Work to complete
Your response should be a copy of each line in the listing below that includes the word "next".

Material supplied
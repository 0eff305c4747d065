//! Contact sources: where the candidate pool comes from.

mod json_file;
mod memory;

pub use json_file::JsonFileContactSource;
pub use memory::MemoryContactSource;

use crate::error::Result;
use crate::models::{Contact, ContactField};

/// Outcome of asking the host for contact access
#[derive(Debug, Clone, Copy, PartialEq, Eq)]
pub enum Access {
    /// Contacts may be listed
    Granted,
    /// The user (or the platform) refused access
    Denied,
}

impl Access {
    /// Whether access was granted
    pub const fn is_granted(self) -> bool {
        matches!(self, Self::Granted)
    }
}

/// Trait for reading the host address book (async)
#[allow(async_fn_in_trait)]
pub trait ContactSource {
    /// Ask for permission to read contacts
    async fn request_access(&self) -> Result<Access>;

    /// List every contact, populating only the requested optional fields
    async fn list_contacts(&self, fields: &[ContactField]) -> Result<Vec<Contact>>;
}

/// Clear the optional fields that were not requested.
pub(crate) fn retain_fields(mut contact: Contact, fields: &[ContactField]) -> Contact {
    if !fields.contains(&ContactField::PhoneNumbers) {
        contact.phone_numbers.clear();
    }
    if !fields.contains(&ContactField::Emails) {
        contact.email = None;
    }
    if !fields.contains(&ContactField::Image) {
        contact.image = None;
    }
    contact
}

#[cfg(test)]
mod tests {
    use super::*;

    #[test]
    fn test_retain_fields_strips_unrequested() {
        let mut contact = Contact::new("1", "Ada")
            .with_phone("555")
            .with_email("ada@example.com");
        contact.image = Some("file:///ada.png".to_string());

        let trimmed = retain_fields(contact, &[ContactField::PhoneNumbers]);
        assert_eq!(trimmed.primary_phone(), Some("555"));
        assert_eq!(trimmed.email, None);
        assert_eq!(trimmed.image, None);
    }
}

--

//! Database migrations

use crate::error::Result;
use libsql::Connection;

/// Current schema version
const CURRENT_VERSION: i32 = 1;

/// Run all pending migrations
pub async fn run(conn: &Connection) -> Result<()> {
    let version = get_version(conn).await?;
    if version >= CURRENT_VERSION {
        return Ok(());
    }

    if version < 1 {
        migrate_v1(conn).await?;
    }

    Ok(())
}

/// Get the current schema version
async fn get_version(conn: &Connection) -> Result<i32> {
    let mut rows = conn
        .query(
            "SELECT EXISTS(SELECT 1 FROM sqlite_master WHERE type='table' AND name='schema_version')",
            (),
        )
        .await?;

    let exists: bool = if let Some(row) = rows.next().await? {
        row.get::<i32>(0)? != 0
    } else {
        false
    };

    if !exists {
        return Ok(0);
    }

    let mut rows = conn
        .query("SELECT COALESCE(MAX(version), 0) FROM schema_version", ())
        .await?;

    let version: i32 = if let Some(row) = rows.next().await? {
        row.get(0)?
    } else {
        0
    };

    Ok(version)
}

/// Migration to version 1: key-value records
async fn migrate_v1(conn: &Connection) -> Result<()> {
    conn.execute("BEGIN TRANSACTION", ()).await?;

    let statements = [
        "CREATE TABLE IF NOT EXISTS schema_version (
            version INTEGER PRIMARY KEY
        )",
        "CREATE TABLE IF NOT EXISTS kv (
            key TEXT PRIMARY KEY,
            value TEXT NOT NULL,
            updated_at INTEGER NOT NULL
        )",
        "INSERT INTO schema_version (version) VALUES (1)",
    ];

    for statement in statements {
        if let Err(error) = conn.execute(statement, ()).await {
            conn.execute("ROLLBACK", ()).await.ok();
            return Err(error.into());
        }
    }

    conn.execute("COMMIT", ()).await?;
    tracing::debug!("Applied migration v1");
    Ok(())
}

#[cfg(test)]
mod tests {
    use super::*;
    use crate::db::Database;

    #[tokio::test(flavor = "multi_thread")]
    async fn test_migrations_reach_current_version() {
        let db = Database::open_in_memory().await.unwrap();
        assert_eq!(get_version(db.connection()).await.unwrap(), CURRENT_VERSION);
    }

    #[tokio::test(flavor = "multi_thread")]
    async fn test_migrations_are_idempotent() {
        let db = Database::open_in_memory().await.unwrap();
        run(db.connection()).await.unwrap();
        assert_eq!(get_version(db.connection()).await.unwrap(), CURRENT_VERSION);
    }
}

Completed task
    let exists: bool = if let Some(row) = rows.next().await? {
    let version: i32 = if let Some(row) = rows.next().await? {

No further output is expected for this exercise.